Da qualche ora Matteo Renzi è un’altra persona e non solo perché la camicia arrotolata sugli avambracci  ha lasciato il posto a un impeccabile completo blu inamidato come i fiocchi dei grembiuli di una volta (e la smart è destinata a rimanere in garage per un bel po’). Poco dopo le 12, davanti ai flash e ai tablet dei giornalisti ammucchiati da un paio d’ore nella Loggia d’Onore del Quirinale, si presenta un “giovane quarantenne” con il volto teso, il sorriso appena accennato, l’eloquio lento. Lo smalto del Pierino toscano è scomparso sotto il peso di una crisi fortissimamente voluta,  che ora però si presenta molto più complicata delle previsioni dell’ex boy scout dalla straordinaria ambizione. «Ho accettato con riserva, con la responsabilità e il senso dell’importanza e rilevanza della sfida e ho assicurato che metteremo tutto l’impegno in questa difficile situazione», ha detto il premier incaricato facendo capire di avere bisogno di tempo («ci vorrà qualche giorno»): per non restare  vittima della sua stessa operazione deve riuscire a tirare dentro tutte le forze politiche, alle quali infatti ha rivolto un appello molto chiaro «perché siano consapevoli», perché – come gli ha ricordato un osso duro come  Sergio Chiamparino – «la forza di un governo può venire o dal consenso elettorale o da un grande gioco di squadra. Non c’è il primo,  serve il secondo». Non a caso Renzi ha indugiato sulla «straordinaria» attenzione ai contenuti e, da buon giocatore di poker, senza avere ancora le carte ha annunciato un’agenda di governo pirotecnica: entro il mese di febbraio «compiremo un lavoro urgente sulle riforme della legge elettorale e istituzionali, nel mese di marzo la riforma del lavoro, in aprile la pubblica amministrazione e in maggio il fisco».
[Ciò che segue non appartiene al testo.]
//! Request and response bodies for the task and settings endpoints.
//!
//! Task rows serialize directly as responses; the shapes here are the inputs
//! plus the few composite responses (list + current log, health).

use serde::{Deserialize, Serialize};
use std::collections::HashMap;

use crate::task::Task;

#[derive(Debug, Deserialize)]
pub struct SubmitRequest {
    pub url: String,
    #[serde(default = "default_language")]
    pub language: String,
}

fn default_language() -> String {
    "zh-CN".to_string()
}

#[derive(Debug, Default, Deserialize)]
pub struct RestartRequest {
    #[serde(default)]
    pub overwrite: bool,
}

#[derive(Debug, Deserialize)]
pub struct LanguageRequest {
    pub language: String,
}

/// Task list plus the live output line of whatever is running right now.
#[derive(Debug, Serialize)]
pub struct TaskListResponse {
    pub tasks: Vec<Task>,
    pub current_log: Option<String>,
}

#[derive(Debug, Serialize)]
pub struct ResetResponse {
    pub reset: usize,
}

#[derive(Debug, Serialize)]
pub struct MessageResponse {
    pub message: String,
}

/// Shared shape for the cookies and downloader-config settings files.
#[derive(Debug, Serialize, Deserialize)]
pub struct SettingsFileStatus {
    pub configured: bool,
    pub path: String,
}

#[derive(Debug, Serialize, Deserialize)]
pub struct SettingsFileContent {
    pub content: String,
}

#[derive(Debug, Serialize)]
pub struct ErrorResponse {
    pub code: &'static str,
    pub message: String,
}

#[derive(Debug, Serialize)]
pub struct HealthResponse {
    pub status: String,
    pub components: HashMap<String, String>,
    pub version: String,
}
Top secret sul lungo faccia a faccia con il capo dello Stato, solo un accenno sull’esito delle consultazioni di fine settimana: «C’è un impegno di allungamento della prospettiva politica di questa legislatura che si colloca in orizzonte naturale», ha detto con un’iperbole degna del miglior politichese degli anni ruggenti della prima repubblica. “Demolition man” appare provato, quasi a disagio di fronte alla stampa con la quale ha sempre avuto un feeling speciale: ha fretta di andare, spegne sul nascere il primo tentativo di domanda e gira i tacchi. Lo aspettano i colloqui di rito con i presidenti di Camera e Senato e «gli adempimenti burocratici» a Firenze dove rientrerà nel pomeriggio, probabilmente a bordo della Giulietta bianca con la quale ha varcato il cortile del Quirinale con dieci minuti di anticipo. Da qualche ora Renzi non è sereno: deve vedersela con il rompicapo della squadra di governo (sul quale Napolitano ha già detto di voler decidere le caselle chiave, a partire dall’Economia e dalla Giustizia), deve inccassare i primi “no grazie” degli amici come Barca e Baricco che non se la sentono di rischiare, deve rispondere al pressingdi Alfano che pretende la continuità  con le larghe intese lettiane («proporremo a Renzi di costituire un comitato che lavori sul programma. Giorno e notte se necessario. Punto per punto, in maniera dettagliata, su foglio Excel come dice lui»). E ancora, deve tamponare l’emorragia che potrebbe dissanguare la base e i circoli del partito, deve smorzare i mal di pancia della minoranza guidata da Pippo Civati che potrebbe non votargli la fiducia («Se Renzi fa l’alleanza con Alfano, nasce il governo di centrodestra in due giorni. E nasce anche senza dieci di noi»). Deve affrontare il danno d’immagine per il benservito dato a Letta, che non intende appendere gli scarpini al chiodo, su questo fronte i ben informati riportano gli echi di un corteggiamento serrato del capo dello Stato nei confronti dell’ex premier perché accetti un ministero. E poi la prima contestazione a tempo di record, che arriva puntuale da Fratelli d’Italia. Pochi minuti dopo l’arrivo al Colle del premier in pectore  decine e decine di militanti guidati da Giorgia Meloni hanno protestato per l’operazione di palazzo al grido di “Elezioni, elezioni”. Tra i cartelli esibiti in mezzo ai tricolori  anche una citazione renziana “Non sarò mai presidente del Consiglio senza essere eletto”.